Do you like my shoes, do you like my jeans, do you like me?
Do you like my hair, do you like my beanie, no, that's too many things
Look at me, Look at me, come on, give me attention
Trip slip and stumble over my own tongue
Dragging my cadaver through this thick air like mud
The dead skin cells dancing on my arms
Every hair like a freezing needle into my blood
Teach me how to be clean
Teach me how to be enough
I am knots, I am the art of aching
I am a sick puppy, ripe for the kicking
I am hanging on and I am desperation
I am more metaphors than I have words for
They don't ever tell you you're not good enough
They just pack up and leave
I am thinking of these bags underneath my eyes
and they're getting too heavy for me to carry
"Take a second. Look at me. Breathe"
Back off, I know what I'm doing
"In through the nose"
Out through my mouth
I said I know what I'm doing.
"You're gonna be okay"
No, I promise, I know I'm really not
"You can't die from a broken heart"
Well, not if you ain't trying hard enough
I don't wanna live forever, that's too fucking long
"But then how long do you think will be long enough?"

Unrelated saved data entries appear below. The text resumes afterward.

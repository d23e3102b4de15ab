//! Bounded retry with growing backoff.
//!
//! Chunked synthesis fires one request per text piece against a service
//! that throttles sporadically; a failed piece is retried a fixed number
//! of times with waits that grow as attempts run out, and only then fails
//! the whole job. The policy is plain data (attempt bound + backoff
//! function) so a fake failing operation can exercise it without a real
//! backend or a real clock.

use std::time::Duration;

use crate::clock::Clock;

const DEFAULT_MAX_ATTEMPTS: u32 = 10;

/// Waits grow as the budget shrinks: ~3 s after the first failure, 23 s
/// before the final attempt.
fn default_backoff(attempt: u32) -> Duration {
    let remaining = DEFAULT_MAX_ATTEMPTS.saturating_sub(attempt).max(1);
    Duration::from_secs(1 + 22 / u64::from(remaining))
}

#[derive(Clone, Copy)]
pub struct RetryPolicy {
    /// Total attempts, first try included.
    pub max_attempts: u32,
    /// Wait before retry number `attempt + 1`; `attempt` starts at 1.
    pub backoff: fn(u32) -> Duration,
}

impl Default for RetryPolicy {
    fn default() -> Self {
        Self { max_attempts: DEFAULT_MAX_ATTEMPTS, backoff: default_backoff }
    }
}

impl RetryPolicy {
    /// Run `op` until it succeeds or the attempt budget is spent.
    /// `what` labels the warning lines and the final error.
    pub fn run<T>(
        &self,
        clock: &dyn Clock,
        what: &str,
        mut op: impl FnMut() -> anyhow::Result<T>,
    ) -> anyhow::Result<T> {
        let mut attempt = 0;
        loop {
            attempt += 1;
            match op() {
                Ok(value) => return Ok(value),
                Err(err) if attempt < self.max_attempts => {
                    let wait = (self.backoff)(attempt);
                    tracing::warn!(
                        "{what}: attempt {attempt}/{} failed ({err:#}), retrying in {} s",
                        self.max_attempts,
                        wait.as_secs()
                    );
                    clock.sleep(wait);
                }
                Err(err) => {
                    return Err(err.context(format!(
                        "{what}: giving up after {} attempts",
                        self.max_attempts
                    )));
                }
            }
        }
    }
}

// ─────────────────────────────────────────────────────────────────────────────
// Tests
// ─────────────────────────────────────────────────────────────────────────────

No, go away, I don't wanna talk today
I said don't wanna talk
Who is this a conversation between?
Who the hell is even doing the talking?
It's not ADD
I just look at the ceiling when I don't feel like breathing
Getting help means that you're really sick
I don't think I have anxiety, I just think I do
This think-thinking about having a condition
Have I made myself anxious by thinking I have it?
Tell me I'm good enough, make me whole
Cuz I am half of a half of a quarter, a hole
I will try to fix me, I don't need anybody
I can run all I want to and you will never catch me
But if I get sick of running, will you sit with me?
But if I get sick of sitting, will you run with me?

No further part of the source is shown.